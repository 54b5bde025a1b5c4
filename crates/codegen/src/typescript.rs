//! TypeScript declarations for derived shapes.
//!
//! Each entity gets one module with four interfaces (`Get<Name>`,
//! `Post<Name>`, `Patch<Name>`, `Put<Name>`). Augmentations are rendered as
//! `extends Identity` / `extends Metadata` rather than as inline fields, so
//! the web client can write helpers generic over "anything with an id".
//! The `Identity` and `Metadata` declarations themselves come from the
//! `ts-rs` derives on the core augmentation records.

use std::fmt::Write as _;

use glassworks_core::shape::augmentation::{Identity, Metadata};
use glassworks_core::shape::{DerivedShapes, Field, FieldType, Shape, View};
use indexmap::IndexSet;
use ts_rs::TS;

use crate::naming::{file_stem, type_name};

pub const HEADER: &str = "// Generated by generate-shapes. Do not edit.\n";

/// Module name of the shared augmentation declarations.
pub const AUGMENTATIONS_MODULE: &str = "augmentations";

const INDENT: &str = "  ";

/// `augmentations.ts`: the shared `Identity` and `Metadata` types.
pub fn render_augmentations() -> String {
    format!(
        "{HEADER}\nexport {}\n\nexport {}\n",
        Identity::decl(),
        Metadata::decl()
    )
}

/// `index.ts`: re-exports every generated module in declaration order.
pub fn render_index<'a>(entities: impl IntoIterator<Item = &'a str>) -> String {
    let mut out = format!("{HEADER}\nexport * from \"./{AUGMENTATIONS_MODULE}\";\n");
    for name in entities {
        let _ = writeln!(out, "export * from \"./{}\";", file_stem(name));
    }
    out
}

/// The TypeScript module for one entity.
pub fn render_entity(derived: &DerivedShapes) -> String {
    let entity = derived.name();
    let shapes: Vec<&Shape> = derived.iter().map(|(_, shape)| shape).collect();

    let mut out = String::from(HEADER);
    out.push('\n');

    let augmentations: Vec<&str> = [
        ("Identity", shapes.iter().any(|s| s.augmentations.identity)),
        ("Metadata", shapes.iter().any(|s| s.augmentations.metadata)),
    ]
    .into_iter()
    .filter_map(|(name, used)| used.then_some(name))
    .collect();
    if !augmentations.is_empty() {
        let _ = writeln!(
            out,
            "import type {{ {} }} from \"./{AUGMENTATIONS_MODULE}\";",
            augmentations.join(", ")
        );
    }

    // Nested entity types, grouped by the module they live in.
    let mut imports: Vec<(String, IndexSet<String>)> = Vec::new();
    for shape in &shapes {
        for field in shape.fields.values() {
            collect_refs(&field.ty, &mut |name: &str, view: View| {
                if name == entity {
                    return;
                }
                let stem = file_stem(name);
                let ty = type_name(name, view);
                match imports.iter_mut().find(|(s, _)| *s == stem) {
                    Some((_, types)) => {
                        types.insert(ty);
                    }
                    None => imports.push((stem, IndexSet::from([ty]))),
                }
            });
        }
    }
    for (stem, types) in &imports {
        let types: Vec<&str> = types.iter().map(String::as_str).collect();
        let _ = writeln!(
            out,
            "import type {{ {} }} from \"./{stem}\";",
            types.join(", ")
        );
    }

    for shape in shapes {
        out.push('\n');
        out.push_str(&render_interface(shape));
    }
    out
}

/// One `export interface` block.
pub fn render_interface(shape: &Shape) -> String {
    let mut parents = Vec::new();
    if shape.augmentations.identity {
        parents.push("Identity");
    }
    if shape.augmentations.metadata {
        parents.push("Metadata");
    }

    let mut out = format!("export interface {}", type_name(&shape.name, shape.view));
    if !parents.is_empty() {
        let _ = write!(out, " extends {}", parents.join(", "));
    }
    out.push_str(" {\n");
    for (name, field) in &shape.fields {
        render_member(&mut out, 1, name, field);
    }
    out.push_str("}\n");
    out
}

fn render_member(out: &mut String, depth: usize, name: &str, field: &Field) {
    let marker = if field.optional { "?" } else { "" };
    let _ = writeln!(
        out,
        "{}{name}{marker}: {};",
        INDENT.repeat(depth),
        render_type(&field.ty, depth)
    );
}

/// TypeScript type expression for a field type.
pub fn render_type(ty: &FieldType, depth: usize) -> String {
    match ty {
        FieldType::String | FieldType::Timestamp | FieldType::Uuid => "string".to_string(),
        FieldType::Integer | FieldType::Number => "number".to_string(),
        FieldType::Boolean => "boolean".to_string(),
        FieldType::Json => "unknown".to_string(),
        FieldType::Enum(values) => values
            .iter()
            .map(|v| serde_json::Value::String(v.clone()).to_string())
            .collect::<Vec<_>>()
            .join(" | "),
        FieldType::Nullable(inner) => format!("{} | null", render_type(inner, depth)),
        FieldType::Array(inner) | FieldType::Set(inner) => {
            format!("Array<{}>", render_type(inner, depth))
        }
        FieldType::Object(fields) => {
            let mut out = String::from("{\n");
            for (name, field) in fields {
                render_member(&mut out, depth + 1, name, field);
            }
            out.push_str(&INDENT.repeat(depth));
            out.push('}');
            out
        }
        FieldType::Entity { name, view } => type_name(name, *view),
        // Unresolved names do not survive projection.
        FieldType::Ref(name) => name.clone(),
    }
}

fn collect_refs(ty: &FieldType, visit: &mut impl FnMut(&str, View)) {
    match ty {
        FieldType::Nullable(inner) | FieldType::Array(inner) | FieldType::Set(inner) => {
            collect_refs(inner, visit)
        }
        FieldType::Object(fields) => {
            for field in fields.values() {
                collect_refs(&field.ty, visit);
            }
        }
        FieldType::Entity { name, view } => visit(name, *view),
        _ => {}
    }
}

...

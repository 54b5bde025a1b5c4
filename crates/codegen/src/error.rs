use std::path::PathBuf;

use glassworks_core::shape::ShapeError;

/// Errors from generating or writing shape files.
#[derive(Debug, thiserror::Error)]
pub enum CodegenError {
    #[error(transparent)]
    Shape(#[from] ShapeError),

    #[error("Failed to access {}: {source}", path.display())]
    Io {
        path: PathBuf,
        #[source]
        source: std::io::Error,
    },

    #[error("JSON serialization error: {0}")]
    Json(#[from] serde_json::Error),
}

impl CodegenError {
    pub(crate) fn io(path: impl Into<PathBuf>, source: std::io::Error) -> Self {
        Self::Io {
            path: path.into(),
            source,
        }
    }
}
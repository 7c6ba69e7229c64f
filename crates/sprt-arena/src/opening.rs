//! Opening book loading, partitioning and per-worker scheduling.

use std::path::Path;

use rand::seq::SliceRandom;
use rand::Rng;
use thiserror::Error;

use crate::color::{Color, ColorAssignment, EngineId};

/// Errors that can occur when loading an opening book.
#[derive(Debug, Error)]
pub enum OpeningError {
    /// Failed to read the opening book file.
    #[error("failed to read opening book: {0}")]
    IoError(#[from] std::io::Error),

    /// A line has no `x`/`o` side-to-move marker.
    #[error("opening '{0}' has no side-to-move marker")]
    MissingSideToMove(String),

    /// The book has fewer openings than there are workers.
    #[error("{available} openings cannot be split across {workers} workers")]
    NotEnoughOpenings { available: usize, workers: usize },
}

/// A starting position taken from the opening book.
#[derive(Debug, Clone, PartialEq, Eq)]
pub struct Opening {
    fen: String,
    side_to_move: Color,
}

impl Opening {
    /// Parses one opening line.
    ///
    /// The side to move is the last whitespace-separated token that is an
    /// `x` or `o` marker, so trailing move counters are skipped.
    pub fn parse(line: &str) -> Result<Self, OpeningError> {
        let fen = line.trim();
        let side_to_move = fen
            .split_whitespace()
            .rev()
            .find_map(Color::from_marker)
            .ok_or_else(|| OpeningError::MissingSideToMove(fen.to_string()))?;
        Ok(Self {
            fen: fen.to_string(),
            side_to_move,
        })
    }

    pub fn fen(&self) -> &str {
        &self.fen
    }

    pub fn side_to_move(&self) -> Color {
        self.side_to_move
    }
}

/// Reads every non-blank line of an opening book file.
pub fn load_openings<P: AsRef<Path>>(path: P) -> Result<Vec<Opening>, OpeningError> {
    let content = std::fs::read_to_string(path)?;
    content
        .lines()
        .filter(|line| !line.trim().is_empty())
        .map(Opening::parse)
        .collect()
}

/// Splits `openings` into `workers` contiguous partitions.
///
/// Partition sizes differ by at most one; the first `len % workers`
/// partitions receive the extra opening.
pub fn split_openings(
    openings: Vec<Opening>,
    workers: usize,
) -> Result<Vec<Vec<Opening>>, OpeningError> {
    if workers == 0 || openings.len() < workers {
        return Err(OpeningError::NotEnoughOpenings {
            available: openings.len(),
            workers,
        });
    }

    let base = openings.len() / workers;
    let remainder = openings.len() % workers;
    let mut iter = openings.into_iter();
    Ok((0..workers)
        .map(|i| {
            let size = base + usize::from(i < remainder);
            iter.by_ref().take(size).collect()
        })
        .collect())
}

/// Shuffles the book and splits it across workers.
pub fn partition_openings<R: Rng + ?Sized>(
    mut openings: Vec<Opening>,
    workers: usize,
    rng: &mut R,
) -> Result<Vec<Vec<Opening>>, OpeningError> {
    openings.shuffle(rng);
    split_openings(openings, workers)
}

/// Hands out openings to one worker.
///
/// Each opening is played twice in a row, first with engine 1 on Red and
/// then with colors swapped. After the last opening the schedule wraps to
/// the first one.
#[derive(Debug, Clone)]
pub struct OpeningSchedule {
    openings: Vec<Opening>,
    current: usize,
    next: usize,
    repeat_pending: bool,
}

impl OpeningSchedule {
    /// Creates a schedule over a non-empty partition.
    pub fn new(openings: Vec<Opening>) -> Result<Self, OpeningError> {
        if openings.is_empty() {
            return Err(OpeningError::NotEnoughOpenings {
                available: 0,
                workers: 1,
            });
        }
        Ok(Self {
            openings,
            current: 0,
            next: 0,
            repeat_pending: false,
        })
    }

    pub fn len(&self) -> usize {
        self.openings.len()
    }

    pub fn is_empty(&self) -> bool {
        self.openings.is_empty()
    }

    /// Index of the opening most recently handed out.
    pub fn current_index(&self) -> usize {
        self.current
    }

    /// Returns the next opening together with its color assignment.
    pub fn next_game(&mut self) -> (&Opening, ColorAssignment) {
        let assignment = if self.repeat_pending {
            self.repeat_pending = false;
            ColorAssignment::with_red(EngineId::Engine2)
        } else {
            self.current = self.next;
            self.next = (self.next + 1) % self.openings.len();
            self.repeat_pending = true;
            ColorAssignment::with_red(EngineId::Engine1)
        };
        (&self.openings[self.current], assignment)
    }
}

---

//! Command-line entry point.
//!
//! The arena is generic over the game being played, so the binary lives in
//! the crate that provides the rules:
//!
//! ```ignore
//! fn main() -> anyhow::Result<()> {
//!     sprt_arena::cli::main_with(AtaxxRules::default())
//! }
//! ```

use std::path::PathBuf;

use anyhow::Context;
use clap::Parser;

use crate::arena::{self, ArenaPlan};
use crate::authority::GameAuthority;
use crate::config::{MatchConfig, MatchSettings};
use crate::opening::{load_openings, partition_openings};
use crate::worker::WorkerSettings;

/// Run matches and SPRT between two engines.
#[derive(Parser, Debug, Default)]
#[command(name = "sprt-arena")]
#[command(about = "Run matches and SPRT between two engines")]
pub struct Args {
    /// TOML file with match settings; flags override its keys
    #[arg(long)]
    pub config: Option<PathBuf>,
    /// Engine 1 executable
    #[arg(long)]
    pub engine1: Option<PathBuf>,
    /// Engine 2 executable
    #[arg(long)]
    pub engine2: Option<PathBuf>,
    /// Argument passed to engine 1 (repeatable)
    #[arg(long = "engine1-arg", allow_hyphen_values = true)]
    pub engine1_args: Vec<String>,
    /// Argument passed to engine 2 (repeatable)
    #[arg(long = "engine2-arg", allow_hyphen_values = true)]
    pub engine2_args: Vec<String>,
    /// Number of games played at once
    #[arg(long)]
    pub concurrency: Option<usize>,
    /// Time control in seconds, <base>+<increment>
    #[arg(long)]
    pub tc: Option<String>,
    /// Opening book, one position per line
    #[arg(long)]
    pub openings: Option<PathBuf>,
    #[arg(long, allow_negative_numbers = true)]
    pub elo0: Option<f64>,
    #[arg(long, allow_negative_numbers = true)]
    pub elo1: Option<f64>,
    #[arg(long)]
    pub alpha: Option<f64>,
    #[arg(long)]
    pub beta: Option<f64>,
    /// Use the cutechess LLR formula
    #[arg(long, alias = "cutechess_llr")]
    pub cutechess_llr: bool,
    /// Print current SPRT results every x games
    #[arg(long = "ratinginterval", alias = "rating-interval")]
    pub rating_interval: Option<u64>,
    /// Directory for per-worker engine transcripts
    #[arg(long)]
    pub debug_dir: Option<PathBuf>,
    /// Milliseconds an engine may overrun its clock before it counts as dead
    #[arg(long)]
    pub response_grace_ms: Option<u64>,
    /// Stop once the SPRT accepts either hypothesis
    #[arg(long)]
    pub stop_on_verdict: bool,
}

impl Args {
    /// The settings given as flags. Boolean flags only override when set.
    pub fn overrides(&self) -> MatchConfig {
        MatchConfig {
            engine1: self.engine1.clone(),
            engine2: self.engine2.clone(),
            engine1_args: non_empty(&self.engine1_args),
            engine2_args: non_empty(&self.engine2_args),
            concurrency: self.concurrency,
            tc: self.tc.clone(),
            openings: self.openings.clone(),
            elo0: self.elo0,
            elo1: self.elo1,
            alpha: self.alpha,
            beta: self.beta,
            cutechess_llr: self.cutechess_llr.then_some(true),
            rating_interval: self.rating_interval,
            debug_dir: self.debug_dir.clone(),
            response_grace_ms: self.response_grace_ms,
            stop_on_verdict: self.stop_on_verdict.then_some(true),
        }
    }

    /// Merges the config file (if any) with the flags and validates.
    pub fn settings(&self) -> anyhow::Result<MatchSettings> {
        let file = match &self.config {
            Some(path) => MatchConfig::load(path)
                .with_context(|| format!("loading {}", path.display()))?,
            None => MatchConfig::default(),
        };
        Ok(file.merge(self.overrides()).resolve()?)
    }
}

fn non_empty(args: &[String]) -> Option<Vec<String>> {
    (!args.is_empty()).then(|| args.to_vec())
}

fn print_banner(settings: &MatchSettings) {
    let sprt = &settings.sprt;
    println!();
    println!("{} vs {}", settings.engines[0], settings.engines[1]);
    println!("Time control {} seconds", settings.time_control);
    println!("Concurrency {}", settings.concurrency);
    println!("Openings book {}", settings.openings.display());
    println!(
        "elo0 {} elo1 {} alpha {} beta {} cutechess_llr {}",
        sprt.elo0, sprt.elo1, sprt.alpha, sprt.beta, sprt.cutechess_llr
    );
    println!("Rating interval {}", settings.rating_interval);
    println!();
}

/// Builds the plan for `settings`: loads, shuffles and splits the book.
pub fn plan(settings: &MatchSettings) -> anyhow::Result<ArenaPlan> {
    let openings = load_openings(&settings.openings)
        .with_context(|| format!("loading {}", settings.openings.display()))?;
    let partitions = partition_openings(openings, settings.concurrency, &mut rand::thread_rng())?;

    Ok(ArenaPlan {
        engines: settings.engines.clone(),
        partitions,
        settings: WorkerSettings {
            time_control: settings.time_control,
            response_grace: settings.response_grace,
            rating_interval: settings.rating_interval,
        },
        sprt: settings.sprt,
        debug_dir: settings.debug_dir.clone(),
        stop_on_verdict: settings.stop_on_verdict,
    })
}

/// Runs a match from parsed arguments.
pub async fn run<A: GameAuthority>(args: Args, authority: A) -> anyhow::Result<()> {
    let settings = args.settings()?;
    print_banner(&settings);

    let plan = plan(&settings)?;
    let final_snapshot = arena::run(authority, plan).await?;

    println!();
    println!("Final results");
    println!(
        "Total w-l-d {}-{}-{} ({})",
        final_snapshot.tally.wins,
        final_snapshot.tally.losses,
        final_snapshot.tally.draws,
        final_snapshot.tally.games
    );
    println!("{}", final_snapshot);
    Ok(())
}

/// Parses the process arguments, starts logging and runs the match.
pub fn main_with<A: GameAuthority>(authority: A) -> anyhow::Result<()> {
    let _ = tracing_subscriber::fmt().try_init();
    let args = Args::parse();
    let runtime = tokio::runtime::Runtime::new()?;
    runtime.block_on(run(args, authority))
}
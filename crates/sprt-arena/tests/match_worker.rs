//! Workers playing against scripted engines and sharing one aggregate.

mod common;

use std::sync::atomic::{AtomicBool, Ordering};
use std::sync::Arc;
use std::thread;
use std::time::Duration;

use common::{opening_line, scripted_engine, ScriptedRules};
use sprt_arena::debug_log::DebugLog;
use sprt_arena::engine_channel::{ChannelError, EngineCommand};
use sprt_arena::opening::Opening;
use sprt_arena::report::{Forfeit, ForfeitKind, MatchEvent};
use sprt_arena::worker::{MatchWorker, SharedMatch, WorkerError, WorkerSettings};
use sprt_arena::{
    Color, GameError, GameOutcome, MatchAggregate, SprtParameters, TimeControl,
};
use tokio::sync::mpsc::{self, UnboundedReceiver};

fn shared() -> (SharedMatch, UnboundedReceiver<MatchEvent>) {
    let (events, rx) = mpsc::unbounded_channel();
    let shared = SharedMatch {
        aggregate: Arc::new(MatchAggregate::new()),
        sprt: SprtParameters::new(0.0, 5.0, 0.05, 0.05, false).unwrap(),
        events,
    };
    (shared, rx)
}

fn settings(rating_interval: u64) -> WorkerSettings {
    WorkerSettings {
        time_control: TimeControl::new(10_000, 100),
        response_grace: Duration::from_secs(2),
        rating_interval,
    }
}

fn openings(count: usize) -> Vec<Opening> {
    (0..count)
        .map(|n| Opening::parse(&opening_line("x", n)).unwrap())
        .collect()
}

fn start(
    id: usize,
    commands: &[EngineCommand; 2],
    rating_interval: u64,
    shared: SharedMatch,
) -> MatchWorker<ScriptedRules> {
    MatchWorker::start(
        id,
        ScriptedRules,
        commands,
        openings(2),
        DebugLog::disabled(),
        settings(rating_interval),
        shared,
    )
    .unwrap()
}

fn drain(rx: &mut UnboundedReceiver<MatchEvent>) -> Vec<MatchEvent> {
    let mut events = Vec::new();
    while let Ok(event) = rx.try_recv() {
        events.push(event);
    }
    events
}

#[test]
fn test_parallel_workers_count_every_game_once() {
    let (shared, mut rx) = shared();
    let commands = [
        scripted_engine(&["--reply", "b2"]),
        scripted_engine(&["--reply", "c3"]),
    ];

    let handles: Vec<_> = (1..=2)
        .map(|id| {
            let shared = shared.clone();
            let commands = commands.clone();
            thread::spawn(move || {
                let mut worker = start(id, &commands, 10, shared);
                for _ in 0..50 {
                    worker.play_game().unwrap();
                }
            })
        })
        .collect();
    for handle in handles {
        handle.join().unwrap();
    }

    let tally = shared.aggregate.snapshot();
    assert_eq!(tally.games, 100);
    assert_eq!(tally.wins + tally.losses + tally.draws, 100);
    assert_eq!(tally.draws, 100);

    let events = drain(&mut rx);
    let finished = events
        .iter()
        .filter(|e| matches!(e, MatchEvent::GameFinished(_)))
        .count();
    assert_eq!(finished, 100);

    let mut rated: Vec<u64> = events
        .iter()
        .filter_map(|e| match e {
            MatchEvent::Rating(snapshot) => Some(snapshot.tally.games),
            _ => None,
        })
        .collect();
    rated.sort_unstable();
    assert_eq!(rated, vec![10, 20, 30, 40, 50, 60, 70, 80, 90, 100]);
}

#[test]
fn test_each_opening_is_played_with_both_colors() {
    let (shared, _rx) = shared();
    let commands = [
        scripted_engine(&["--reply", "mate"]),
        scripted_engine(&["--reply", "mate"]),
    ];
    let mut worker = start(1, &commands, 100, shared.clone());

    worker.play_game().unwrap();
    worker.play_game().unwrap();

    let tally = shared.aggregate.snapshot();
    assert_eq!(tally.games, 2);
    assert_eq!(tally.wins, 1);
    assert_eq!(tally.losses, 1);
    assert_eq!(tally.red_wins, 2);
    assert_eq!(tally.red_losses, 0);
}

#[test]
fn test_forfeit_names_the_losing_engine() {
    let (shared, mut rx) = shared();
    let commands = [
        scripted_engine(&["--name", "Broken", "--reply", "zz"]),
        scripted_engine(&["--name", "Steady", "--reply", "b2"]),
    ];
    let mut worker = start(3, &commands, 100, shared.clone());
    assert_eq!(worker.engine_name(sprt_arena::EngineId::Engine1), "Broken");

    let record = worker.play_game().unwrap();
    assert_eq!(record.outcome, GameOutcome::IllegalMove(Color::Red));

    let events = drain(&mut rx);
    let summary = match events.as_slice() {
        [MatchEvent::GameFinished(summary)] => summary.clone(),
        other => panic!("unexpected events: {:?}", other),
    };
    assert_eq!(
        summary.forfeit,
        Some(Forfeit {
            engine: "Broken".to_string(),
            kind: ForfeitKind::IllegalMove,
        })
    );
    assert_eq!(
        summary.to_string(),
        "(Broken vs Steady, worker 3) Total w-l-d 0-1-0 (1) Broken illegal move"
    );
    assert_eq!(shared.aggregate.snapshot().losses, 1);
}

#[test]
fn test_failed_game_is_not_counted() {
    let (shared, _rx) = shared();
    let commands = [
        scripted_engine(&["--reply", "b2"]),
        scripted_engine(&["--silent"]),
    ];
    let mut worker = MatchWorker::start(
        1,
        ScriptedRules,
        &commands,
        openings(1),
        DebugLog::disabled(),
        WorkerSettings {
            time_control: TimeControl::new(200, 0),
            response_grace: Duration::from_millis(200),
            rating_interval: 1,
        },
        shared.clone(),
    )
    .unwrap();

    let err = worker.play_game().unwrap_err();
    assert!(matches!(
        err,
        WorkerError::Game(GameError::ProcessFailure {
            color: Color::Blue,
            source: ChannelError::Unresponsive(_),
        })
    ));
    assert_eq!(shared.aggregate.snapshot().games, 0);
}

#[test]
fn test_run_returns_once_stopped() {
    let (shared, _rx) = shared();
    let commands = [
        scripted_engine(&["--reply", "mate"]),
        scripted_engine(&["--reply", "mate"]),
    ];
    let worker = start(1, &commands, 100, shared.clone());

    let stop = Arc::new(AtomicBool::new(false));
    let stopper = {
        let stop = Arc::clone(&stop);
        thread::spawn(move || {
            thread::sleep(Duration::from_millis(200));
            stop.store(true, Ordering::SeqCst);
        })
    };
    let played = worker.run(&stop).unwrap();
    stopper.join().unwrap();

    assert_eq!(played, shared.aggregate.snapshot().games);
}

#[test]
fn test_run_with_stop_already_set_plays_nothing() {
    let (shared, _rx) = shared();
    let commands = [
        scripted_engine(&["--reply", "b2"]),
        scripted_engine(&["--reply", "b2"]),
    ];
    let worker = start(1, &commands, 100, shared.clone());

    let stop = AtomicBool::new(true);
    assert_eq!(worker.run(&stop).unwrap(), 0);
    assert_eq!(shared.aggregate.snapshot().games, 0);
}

__PROBLEM TO SOLVE__
Pull each line containing the word "runtime" out of the data above.

__RESPONSE FOR THIS EXERCISE__
    let runtime = tokio::runtime::Runtime::new()?;
    runtime.block_on(run(args, authority))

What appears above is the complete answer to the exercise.